◆ **Prompt**
Without a single alteration, write the listing out again.
+ + +
use embedded_hal_async::i2c::I2c;

use crate::bus::RegisterDevice;
use crate::error::BusError;

const REG_DIG_T1: u8 = 0x88;
const REG_DIG_T2: u8 = 0x8a;
const REG_DIG_T3: u8 = 0x8c;
const REG_DIG_P1: u8 = 0x8e;
const REG_DIG_P2: u8 = 0x90;
const REG_DIG_P3: u8 = 0x92;
const REG_DIG_P4: u8 = 0x94;
const REG_DIG_P5: u8 = 0x96;
const REG_DIG_P6: u8 = 0x98;
const REG_DIG_P7: u8 = 0x9a;
const REG_DIG_P8: u8 = 0x9c;
const REG_DIG_P9: u8 = 0x9e;
const REG_DIG_H1: u8 = 0xa1;
const REG_DIG_H2: u8 = 0xe1;
const REG_DIG_H3: u8 = 0xe3;
const REG_DIG_H4: u8 = 0xe4;
const REG_DIG_H45: u8 = 0xe5;
const REG_DIG_H5: u8 = 0xe6;
const REG_DIG_H6: u8 = 0xe7;

/// Factory trimming parameters, read once per device.
#[derive(Clone, Copy, Debug, Default, PartialEq, Eq)]
#[cfg_attr(feature = "defmt", derive(defmt::Format))]
pub struct CalibrationCoefficients {
    pub t1: u16,
    pub t2: i16,
    pub t3: i16,

    pub p1: u16,
    pub p2: i16,
    pub p3: i16,
    pub p4: i16,
    pub p5: i16,
    pub p6: i16,
    pub p7: i16,
    pub p8: i16,
    pub p9: i16,

    pub h1: u8,
    pub h2: i16,
    pub h3: u8,
    pub h4: i16,
    pub h5: i16,
    pub h6: i8,
}

impl CalibrationCoefficients {
    pub async fn read<I2C: I2c>(dev: &mut RegisterDevice<I2C>) -> Result<Self, BusError> {
        let t1 = dev.register_read16_le(REG_DIG_T1).await?;
        let t2 = dev.register_read16_le(REG_DIG_T2).await? as i16;
        let t3 = dev.register_read16_le(REG_DIG_T3).await? as i16;

        let p1 = dev.register_read16_le(REG_DIG_P1).await?;
        let p2 = dev.register_read16_le(REG_DIG_P2).await? as i16;
        let p3 = dev.register_read16_le(REG_DIG_P3).await? as i16;
        let p4 = dev.register_read16_le(REG_DIG_P4).await? as i16;
        let p5 = dev.register_read16_le(REG_DIG_P5).await? as i16;
        let p6 = dev.register_read16_le(REG_DIG_P6).await? as i16;
        let p7 = dev.register_read16_le(REG_DIG_P7).await? as i16;
        let p8 = dev.register_read16_le(REG_DIG_P8).await? as i16;
        let p9 = dev.register_read16_le(REG_DIG_P9).await? as i16;

        let h1 = dev.register_read(REG_DIG_H1).await?;
        let h2 = dev.register_read16_le(REG_DIG_H2).await? as i16;
        let h3 = dev.register_read(REG_DIG_H3).await?;
        let e4 = dev.register_read(REG_DIG_H4).await?;
        let e5 = dev.register_read(REG_DIG_H45).await?;
        let e6 = dev.register_read(REG_DIG_H5).await?;
        let h6 = dev.register_read(REG_DIG_H6).await? as i8;

        // H4 and H5 are 12 bit values sharing the nibbles of 0xE5,
        // the MSB byte carries the sign.
        let h4 = (i16::from(e4 as i8) << 4) | i16::from(e5 & 0x0f);
        let h5 = (i16::from(e6 as i8) << 4) | i16::from(e5 >> 4);

        Ok(Self {
            t1,
            t2,
            t3,
            p1,
            p2,
            p3,
            p4,
            p5,
            p6,
            p7,
            p8,
            p9,
            h1,
            h2,
            h3,
            h4,
            h5,
            h6,
        })
    }
}

#[cfg(test)]
mod tests {
    use super::*;
    use crate::testing::FakeAirSensor;
    use embassy_futures::block_on;

    #[test]
    fn test_read_decodes_signed_words_and_split_nibbles() {
        let mut fake = FakeAirSensor::new();
        fake.set_word(REG_DIG_T1, 27504);
        fake.set_word(REG_DIG_T2, 26435);
        fake.set_word(REG_DIG_T3, (-1000i16) as u16);
        fake.set_word(REG_DIG_P9, (-7i16) as u16);
        fake.regs[REG_DIG_H1 as usize] = 75;
        fake.set_word(REG_DIG_H2, 362);
        fake.regs[REG_DIG_H3 as usize] = 0;
        fake.regs[0xe4] = 0x13;
        fake.regs[0xe5] = 0x29;
        fake.regs[0xe6] = 0x03;
        fake.regs[0xe7] = 0xe2;
        let mut dev = RegisterDevice::new(0x77, fake);

        let calib = block_on(CalibrationCoefficients::read(&mut dev)).unwrap();

        assert_eq!(calib.t1, 27504);
        assert_eq!(calib.t2, 26435);
        assert_eq!(calib.t3, -1000);
        assert_eq!(calib.p9, -7);
        assert_eq!(calib.h1, 75);
        assert_eq!(calib.h2, 362);
        assert_eq!(calib.h4, 0x139);
        assert_eq!(calib.h5, 0x032);
        assert_eq!(calib.h6, -30);
    }

    #[test]
    fn test_negative_h4_is_sign_extended() {
        let mut fake = FakeAirSensor::new();
        fake.regs[0xe4] = 0xff;
        fake.regs[0xe5] = 0x0e;
        let mut dev = RegisterDevice::new(0x77, fake);

        let calib = block_on(CalibrationCoefficients::read(&mut dev)).unwrap();

        assert_eq!(calib.h4, -2);
    }
}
+ + +
◆ **Response**
use embedded_hal_async::i2c::I2c;

use crate::bus::RegisterDevice;
use crate::error::BusError;

const REG_DIG_T1: u8 = 0x88;
const REG_DIG_T2: u8 = 0x8a;
const REG_DIG_T3: u8 = 0x8c;
const REG_DIG_P1: u8 = 0x8e;
const REG_DIG_P2: u8 = 0x90;
const REG_DIG_P3: u8 = 0x92;
const REG_DIG_P4: u8 = 0x94;
const REG_DIG_P5: u8 = 0x96;
const REG_DIG_P6: u8 = 0x98;
const REG_DIG_P7: u8 = 0x9a;
const REG_DIG_P8: u8 = 0x9c;
const REG_DIG_P9: u8 = 0x9e;
const REG_DIG_H1: u8 = 0xa1;
const REG_DIG_H2: u8 = 0xe1;
const REG_DIG_H3: u8 = 0xe3;
const REG_DIG_H4: u8 = 0xe4;
const REG_DIG_H45: u8 = 0xe5;
const REG_DIG_H5: u8 = 0xe6;
const REG_DIG_H6: u8 = 0xe7;

/// Factory trimming parameters, read once per device.
#[derive(Clone, Copy, Debug, Default, PartialEq, Eq)]
#[cfg_attr(feature = "defmt", derive(defmt::Format))]
pub struct CalibrationCoefficients {
    pub t1: u16,
    pub t2: i16,
    pub t3: i16,

    pub p1: u16,
    pub p2: i16,
    pub p3: i16,
    pub p4: i16,
    pub p5: i16,
    pub p6: i16,
    pub p7: i16,
    pub p8: i16,
    pub p9: i16,

    pub h1: u8,
    pub h2: i16,
    pub h3: u8,
    pub h4: i16,
    pub h5: i16,
    pub h6: i8,
}

impl CalibrationCoefficients {
    pub async fn read<I2C: I2c>(dev: &mut RegisterDevice<I2C>) -> Result<Self, BusError> {
        let t1 = dev.register_read16_le(REG_DIG_T1).await?;
        let t2 = dev.register_read16_le(REG_DIG_T2).await? as i16;
        let t3 = dev.register_read16_le(REG_DIG_T3).await? as i16;

        let p1 = dev.register_read16_le(REG_DIG_P1).await?;
        let p2 = dev.register_read16_le(REG_DIG_P2).await? as i16;
        let p3 = dev.register_read16_le(REG_DIG_P3).await? as i16;
        let p4 = dev.register_read16_le(REG_DIG_P4).await? as i16;
        let p5 = dev.register_read16_le(REG_DIG_P5).await? as i16;
        let p6 = dev.register_read16_le(REG_DIG_P6).await? as i16;
        let p7 = dev.register_read16_le(REG_DIG_P7).await? as i16;
        let p8 = dev.register_read16_le(REG_DIG_P8).await? as i16;
        let p9 = dev.register_read16_le(REG_DIG_P9).await? as i16;

        let h1 = dev.register_read(REG_DIG_H1).await?;
        let h2 = dev.register_read16_le(REG_DIG_H2).await? as i16;
        let h3 = dev.register_read(REG_DIG_H3).await?;
        let e4 = dev.register_read(REG_DIG_H4).await?;
        let e5 = dev.register_read(REG_DIG_H45).await?;
        let e6 = dev.register_read(REG_DIG_H5).await?;
        let h6 = dev.register_read(REG_DIG_H6).await? as i8;

        // H4 and H5 are 12 bit values sharing the nibbles of 0xE5,
        // the MSB byte carries the sign.
        let h4 = (i16::from(e4 as i8) << 4) | i16::from(e5 & 0x0f);
        let h5 = (i16::from(e6 as i8) << 4) | i16::from(e5 >> 4);

        Ok(Self {
            t1,
            t2,
            t3,
            p1,
            p2,
            p3,
            p4,
            p5,
            p6,
            p7,
            p8,
            p9,
            h1,
            h2,
            h3,
            h4,
            h5,
            h6,
        })
    }
}

#[cfg(test)]
mod tests {
    use super::*;
    use crate::testing::FakeAirSensor;
    use embassy_futures::block_on;

    #[test]
    fn test_read_decodes_signed_words_and_split_nibbles() {
        let mut fake = FakeAirSensor::new();
        fake.set_word(REG_DIG_T1, 27504);
        fake.set_word(REG_DIG_T2, 26435);
        fake.set_word(REG_DIG_T3, (-1000i16) as u16);
        fake.set_word(REG_DIG_P9, (-7i16) as u16);
        fake.regs[REG_DIG_H1 as usize] = 75;
        fake.set_word(REG_DIG_H2, 362);
        fake.regs[REG_DIG_H3 as usize] = 0;
        fake.regs[0xe4] = 0x13;
        fake.regs[0xe5] = 0x29;
        fake.regs[0xe6] = 0x03;
        fake.regs[0xe7] = 0xe2;
        let mut dev = RegisterDevice::new(0x77, fake);

        let calib = block_on(CalibrationCoefficients::read(&mut dev)).unwrap();

        assert_eq!(calib.t1, 27504);
        assert_eq!(calib.t2, 26435);
        assert_eq!(calib.t3, -1000);
        assert_eq!(calib.p9, -7);
        assert_eq!(calib.h1, 75);
        assert_eq!(calib.h2, 362);
        assert_eq!(calib.h4, 0x139);
        assert_eq!(calib.h5, 0x032);
        assert_eq!(calib.h6, -30);
    }

    #[test]
    fn test_negative_h4_is_sign_extended() {
        let mut fake = FakeAirSensor::new();
        fake.regs[0xe4] = 0xff;
        fake.regs[0xe5] = 0x0e;
        let mut dev = RegisterDevice::new(0x77, fake);

        let calib = block_on(CalibrationCoefficients::read(&mut dev)).unwrap();

        assert_eq!(calib.h4, -2);
    }
}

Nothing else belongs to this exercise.